Rolnik zobaczył, jak kolega zjechał ciągnikiem do rowu. Nie zdołał mu pomóc
Do zdarzenia doszło 30 września 2024 roku, kiedy na polu w miejscowości Prosna (woj. wielkopolskie) pracowało dwóch rolników. Kiedy jeden z nich jechał drogą między polami, drugi rolnik zauważył, że ciągnik nagle zjechał z kierowcą do rowu. Niestety, doszło do najgorszego.
Widział moment wypadku kolegi. Nie mógł mu już pomóc
W sobotę 30 września doszło do tragicznego wypadku kierowcy ciągnika, który jadąc drogą między polami, nagle i bez żadnego powodu zjechał do rowu. Całą sytuację zauważył drugi rolnik będący w tym czasie na polu. Pośpiesznie pobiegł do traktora kolegi, by sprawdzić, co się z mężczyzną stało.
Szybka obserwacja ciała poszkodowanego sprawiła, że zdruzgotany rolnik natychmiastowo powiadomił służby ratunkowe, wskazując na brak czynności oddechowej u traktorzysty.
Służby potwierdziły wersje rolnika
To zdarzenie miało miejsce w minioną sobotę, tuż około godziny 16:00, na drodze z Prosna do Wyszyny (woj. wielkopolskie).
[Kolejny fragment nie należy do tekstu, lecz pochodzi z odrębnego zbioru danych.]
//! Admission control
//!
//! Hysteresis gate in front of the journal. Once the watched buffer climbs
//! above the high-water mark new input is refused until the buffer drains
//! below the low-water mark, so the gate does not flap around one level.

use std::sync::atomic::{AtomicBool, Ordering};

use sluice_metrics::Counter;
use tracing::{info, warn};

use crate::watermark::Watermark;

/// Hysteresis switch driven by a buffer watermark
#[derive(Debug)]
pub struct AdmissionGate {
    watermark: Watermark,
    high_water: f64,
    low_water: f64,
    throttled: AtomicBool,
    /// Number of times the gate closed
    closed_count: Counter,
}

impl AdmissionGate {
    /// Create a gate over `watermark` with percentage thresholds
    pub fn new(watermark: Watermark, high_water: f64, low_water: f64) -> Self {
        Self {
            watermark,
            high_water,
            low_water,
            throttled: AtomicBool::new(false),
            closed_count: Counter::new(),
        }
    }

    /// Decide whether the next message may enter
    ///
    /// Closes when utilization exceeds the high-water mark and reopens
    /// only once it drops below the low-water mark.
    pub fn admit(&self) -> bool {
        let utilization = self.watermark.utilization_percent();

        if self.throttled.load(Ordering::Acquire) {
            if utilization >= self.low_water {
                return false;
            }
            if self
                .throttled
                .compare_exchange(true, false, Ordering::AcqRel, Ordering::Acquire)
                .is_ok()
            {
                info!(
                    utilization = format!("{:.1}", utilization),
                    low_water = self.low_water,
                    "admission resumed"
                );
            }
            return true;
        }

        if utilization > self.high_water {
            if self
                .throttled
                .compare_exchange(false, true, Ordering::AcqRel, Ordering::Acquire)
                .is_ok()
            {
                self.closed_count.inc();
                warn!(
                    utilization = format!("{:.1}", utilization),
                    high_water = self.high_water,
                    "admission throttled: process buffer above high-water mark"
                );
            }
            return false;
        }

        true
    }

    /// Whether the gate is currently refusing input
    #[inline]
    pub fn is_throttled(&self) -> bool {
        self.throttled.load(Ordering::Acquire)
    }

    /// Number of times the gate has closed
    pub fn closed_count(&self) -> u64 {
        self.closed_count.get()
    }

    /// Watermark this gate watches
    pub fn watermark(&self) -> &Watermark {
        &self.watermark
    }
}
Na miejscu szybko pojawiło się 5 jednostek straży pożarnej, zespół ratownictwa medycznego raz policja.
Ratownicy medyczni szybko potwierdzili wersje dzwoniącego na numer alarmowy. Mężczyzna w ciągniku nie oddychał już od jakiegoś czasu, zatem potwierdzono zgon mężczyzny i powiadomiono prokuratora.
Prokurator jednak nie był potrzebny. Rolnik odszedł nagle
W przypadkach śmiertelnego wypadku, służby mają obowiązek powiadomić prokuratora, dlatego w następnej kolejności ten musiał wykonać czynności wyjaśniające okoliczności śmierci.
Oględziny miejsca wypadku i uzyskanie niezbędnych do potwierdzenia przyczyny zgonu informacji, nastąpiło dosyć szybko. Od razu odrzucono wersję o udziale osób trzecich.
Prokurator potem jednak odstąpił od dalszych czynności, bowiem wszystko wskazywało na to, że do zgonu doszło z przyczyn naturalnych. Rolnik zmarł nagle, na polnej drodze, w czasie jazdy.